Wednesday, March 4, 2015

Euro at lowest in over a decade | Sterling breakout in jeopardy

Yesterday the Euro went below its recent extreme low of 1.11 against the US dollar, which it had established in January, to trade at a level it has not seen since September of 2003. This move came in spite of the announcement of very good retail sales for the Eurozone. There are other signs of improvement in Euro land too, but it would seem that the Forex market is prepared to ignore all that and concentrate on the anticipated actions of the ECB. These will become perhaps a little clearer later today when the President, Mario Draghi, will present the latest monetary policy statement and hold his customary press conference.

The good news is that the OmiCronFX Mandelbrot algorithmic routine is able to ignore the instinct that might say the Single Currency was likely to use those retail sales and other data to bounce off its support at 1.11, and the heavily sold Euro futures that would also point to such a possibility. Yesterday it showed a profit trading in the EURUSD pair…to the downside. Mandelbrot always picks the trade direction.

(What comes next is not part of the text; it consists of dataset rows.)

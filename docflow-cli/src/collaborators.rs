//! ABOUTME: Builds the Collaborators bundle (C13) from AppConfig, selecting HTTP-backed or
//! ABOUTME: in-memory implementations for every external-service trait per the --local flag

use docflow_config::{AppConfig, EmbeddingProviderKind};
use docflow_converter::HttpDocumentConverter;
use docflow_embeddings::{EmbeddingProvider, HttpEmbeddingProvider, LocalHashEmbeddingProvider};
use docflow_llm::{HttpLlmProvider, LlmProvider};
use docflow_objectstore::{HttpObjectStore, InMemoryObjectStore, ObjectStore};
use docflow_pipeline::store::{DocumentStore, InMemoryDocumentStore, InMemoryQuestionStore, PostgresStore, QuestionStore};
use docflow_pipeline::Collaborators;
use docflow_registry::{InMemoryJobStore, JobRegistry, PostgresJobStore};
use docflow_resilience::{BreakerConfig, CircuitBreakerRegistry};
use docflow_core::PromptTemplateRegistry;
use std::sync::Arc;
use std::time::Duration;

fn breaker_config(settings: docflow_config::CircuitBreakerSettings, service: &str) -> BreakerConfig {
    let per_service = match service {
        "converter" => settings.converter,
        "object_store" => settings.object_store,
        "llm" => settings.llm,
        "embedding" => settings.embedding,
        _ => unreachable!("unknown circuit-breaker service name {service}"),
    };
    BreakerConfig {
        failure_threshold: per_service.failure_threshold,
        recovery_timeout: Duration::from_secs(per_service.recovery_timeout_secs),
    }
}

/// Builds the full production `Collaborators` bundle against Postgres and
/// the converter/LLM/embedding HTTP backends named in config.
pub fn build_live(config: &AppConfig, pool: deadpool_postgres::Pool) -> Collaborators {
    let breakers = CircuitBreakerRegistry::new();

    let converter = Arc::new(HttpDocumentConverter::new(
        config.converter.url_mode_endpoint.clone(),
        config.converter.file_mode_endpoint.clone(),
        Duration::from_secs(config.converter.timeout_secs),
        config.converter.temp_dir.clone().into(),
        breakers.get_or_create("converter", breaker_config(config.circuit_breakers, "converter")),
    ));

    let object_store: Arc<dyn ObjectStore> = Arc::new(HttpObjectStore::new(
        format!("https://storage.googleapis.com/{}", config.object_store.bucket),
        format!("https://storage.googleapis.com/{}", config.object_store.bucket),
        Duration::from_secs(config.object_store.signed_url_expiration_secs),
        breakers.get_or_create("object_store", breaker_config(config.circuit_breakers, "object_store")),
    ));

    let llm: Arc<dyn LlmProvider> = Arc::new(
        HttpLlmProvider::new(
            std::env::var("DOCFLOW_LLM_ENDPOINT")
                .unwrap_or_else(|_| "http://localhost:8089/v1/chat/completions".to_string()),
            config.validation.model_name.clone(),
            std::env::var("DOCFLOW_LLM_API_KEY").ok(),
        )
        .with_circuit_breaker(breakers.get_or_create("llm", breaker_config(config.circuit_breakers, "llm"))),
    );

    let embedder: Arc<dyn EmbeddingProvider> = match config.embedding.provider_kind {
        EmbeddingProviderKind::LocalModel => Arc::new(LocalHashEmbeddingProvider::new(
            config.embedding.model_name.clone(),
            config.embedding.dimension,
        )),
        EmbeddingProviderKind::ApiProvider => Arc::new(HttpEmbeddingProvider::new(
            std::env::var("DOCFLOW_EMBEDDING_ENDPOINT")
                .unwrap_or_else(|_| "http://localhost:8090/v1/embeddings".to_string()),
            config.embedding.model_name.clone(),
            config.embedding.dimension,
        )),
    };

    let store = Arc::new(PostgresStore::new(pool.clone()));
    let document_store: Arc<dyn DocumentStore> = store.clone();
    let question_store: Arc<dyn QuestionStore> = store;
    let registry = Arc::new(JobRegistry::new(Arc::new(PostgresJobStore::new(pool))));

    Collaborators {
        converter,
        object_store,
        llm,
        embedder,
        document_store,
        question_store,
        registry,
        templates: Arc::new(PromptTemplateRegistry::with_defaults()),
        max_validation_attempts: config.validation.max_attempts,
    }
}

/// Builds a `Collaborators` bundle with every external service replaced by
/// its in-memory fake, for `--local` smoke runs with no network or database.
pub fn build_local(config: &AppConfig) -> Collaborators {
    let breakers = CircuitBreakerRegistry::new();

    let converter = Arc::new(HttpDocumentConverter::new(
        config.converter.url_mode_endpoint.clone(),
        config.converter.file_mode_endpoint.clone(),
        Duration::from_secs(config.converter.timeout_secs),
        config.converter.temp_dir.clone().into(),
        breakers.get_or_create("converter", BreakerConfig::default()),
    ));

    let object_store = Arc::new(InMemoryObjectStore::new(
        Duration::from_secs(config.object_store.signed_url_expiration_secs),
        "https://local.invalid",
    ));

    let llm = Arc::new(HttpLlmProvider::new(
        "http://localhost:8089/v1/chat/completions",
        config.validation.model_name.clone(),
        None,
    ));

    let embedder = Arc::new(LocalHashEmbeddingProvider::new(
        config.embedding.model_name.clone(),
        config.embedding.dimension,
    ));

    let document_store = Arc::new(InMemoryDocumentStore::new());
    let question_store = Arc::new(InMemoryQuestionStore::new());
    let registry = Arc::new(JobRegistry::new(Arc::new(InMemoryJobStore::new())));

    Collaborators {
        converter,
        object_store,
        llm,
        embedder,
        document_store,
        question_store,
        registry,
        templates: Arc::new(PromptTemplateRegistry::with_defaults()),
        max_validation_attempts: config.validation.max_attempts,
    }
}

#[cfg(test)]
mod tests {
    use super::*;

    #[test]
    fn breaker_config_picks_the_named_service() {
        let mut settings = docflow_config::CircuitBreakerSettings::default();
        settings.llm.failure_threshold = 9;
        let config = breaker_config(settings, "llm");
        assert_eq!(config.failure_threshold, 9);
    }

    #[test]
    fn build_local_wires_every_collaborator() {
        let config = AppConfig::default();
        let collaborators = build_local(&config);
        assert_eq!(collaborators.max_validation_attempts, config.validation.max_attempts);
    }
}
#[async_trait]
impl ObjectStore for InMemoryObjectStore {
    async fn upload_document(
        &self,
        bytes: Vec<u8>,
        filename: &str,
        user_id: &str,
    ) -> Result<String, PipelineError> {
        if user_id.trim().is_empty() {
            return Err(PipelineError::general("user_id cannot be empty"));
        }
        if filename.trim().is_empty() {
            return Err(PipelineError::general("filename cannot be empty"));
        }

        let path = document_blob_path(user_id, filename);
        let expires_at =
            Utc::now() + ChronoDuration::seconds(self.signed_url_expiration.as_secs() as i64);
        self.blobs.insert(
            path.clone(),
            StoredBlob {
                bytes,
                expires_at: Some(expires_at),
            },
        );

        Ok(format!(
            "{}/{}?X-Goog-Signature=stub&exp={}",
            self.served_url_base,
            path,
            expires_at.timestamp()
        ))
    }

    async fn upload_image(
        &self,
        bytes: Vec<u8>,
        filename: &str,
        user_id: &str,
        job_id: &str,
    ) -> Result<String, PipelineError> {
        if user_id.trim().is_empty() || filename.trim().is_empty() || job_id.trim().is_empty() {
            return Err(PipelineError::general(
                "user_id, job_id, and filename must be non-empty",
            ));
        }

        let path = image_blob_path(user_id, job_id, filename);
        self.blobs.insert(
            path.clone(),
            StoredBlob {
                bytes,
                expires_at: None,
            },
        );

        Ok(format!(
            "{}/documently/api/v1/images/{}/{}/{}",
            self.served_url_base,
            user_id.trim(),
            job_id.trim(),
            filename.trim()
        ))
    }

    async fn upload_images_from_zip(
        &self,
        zip_path: &Path,
        user_id: &str,
        job_id: &str,
    ) -> Result<HashMap<String, String>, PipelineError> {
        let file = std::fs::File::open(zip_path)
            .map_err(|e| PipelineError::general(format!("failed to open zip: {e}")))?;
        let mut archive = zip::ZipArchive::new(file)
            .map_err(|e| PipelineError::general(format!("failed to read zip: {e}")))?;

        let mut url_mapping = HashMap::new();
        let mut failed_images = Vec::new();

        for i in 0..archive.len() {
            let (name, content) = {
                let mut entry = archive
                    .by_index(i)
                    .map_err(|e| PipelineError::general(format!("failed to read zip entry: {e}")))?;
                if entry.is_dir() || !is_image_path(entry.name()) {
                    continue;
                }
                let name = entry.name().to_string();
                let mut content = Vec::new();
                std::io::Read::read_to_end(&mut entry, &mut content)
                    .map_err(|e| PipelineError::general(format!("failed to read image bytes: {e}")))?;
                (name, content)
            };

            let filename = Path::new(&name)
                .file_name()
                .and_then(|n| n.to_str())
                .unwrap_or(&name)
                .to_string();

            let uploaded = retry_default("objectstore.upload_images_from_zip", self.retry, || {
                let content = content.clone();
                let filename = filename.clone();
                async move { self.upload_image(content, &filename, user_id, job_id).await }
            })
            .await;

            match uploaded {
                Ok(url) => {
                    url_mapping.insert(name, url.clone());
                    url_mapping.insert(filename, url);
                }
                Err(err) => {
                    tracing::warn!(entry = %name, error = %err, "failed to upload image from zip");
                    failed_images.push(name);
                }
            }
        }

        if !failed_images.is_empty() {
            tracing::error!(count = failed_images.len(), images = ?failed_images, "failed to upload some images from zip");
        }

        Ok(url_mapping)
    }

    async fn get_image(
        &self,
        user_id: &str,
        job_id: &str,
        filename: &str,
    ) -> Result<Option<(Vec<u8>, &'static str)>, PipelineError> {
        if user_id.is_empty() || job_id.is_empty() || filename.is_empty() {
            return Ok(None);
        }
        let path = image_blob_path(user_id, job_id, filename);
        Ok(self
            .blobs
            .get(&path)
            .map(|blob| (blob.bytes.clone(), content_type_for(filename))))
    }
}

Sterling breakout in jeopardy

Market sentiment towards Europe in general, combined with a rampant US dollar, which is resurgent on the back of continuously good economic news out of the US (despite winter weather that is every bit as bad as last year, when all dollar movement was placed on hold), has resulted in a reverse for the GBPUSD pair as well.

This tendency has now placed the nascent Sterling breakout from its recent dominant down-trend channel in danger (see chart). Today also sees the Bank of England interest rate and Asset Purchase Facility (recycling of bond purchases that were bought to implement UK Quantitative Easing) announcements. There has been no change in either of these for some time, and none is expected today. Therefore they are unlikely to change the situation in one direction or the other.

What prediction has Mandelbrot made about this, I hear you ask. The answer lies in the fact that the algorithm only makes its decisions at the last moments before a trade, based on price movement at the time. Algorithmic routines are very good for this kind of activity, as they can monitor the action continuously, and react with split-second timing when called upon to do so.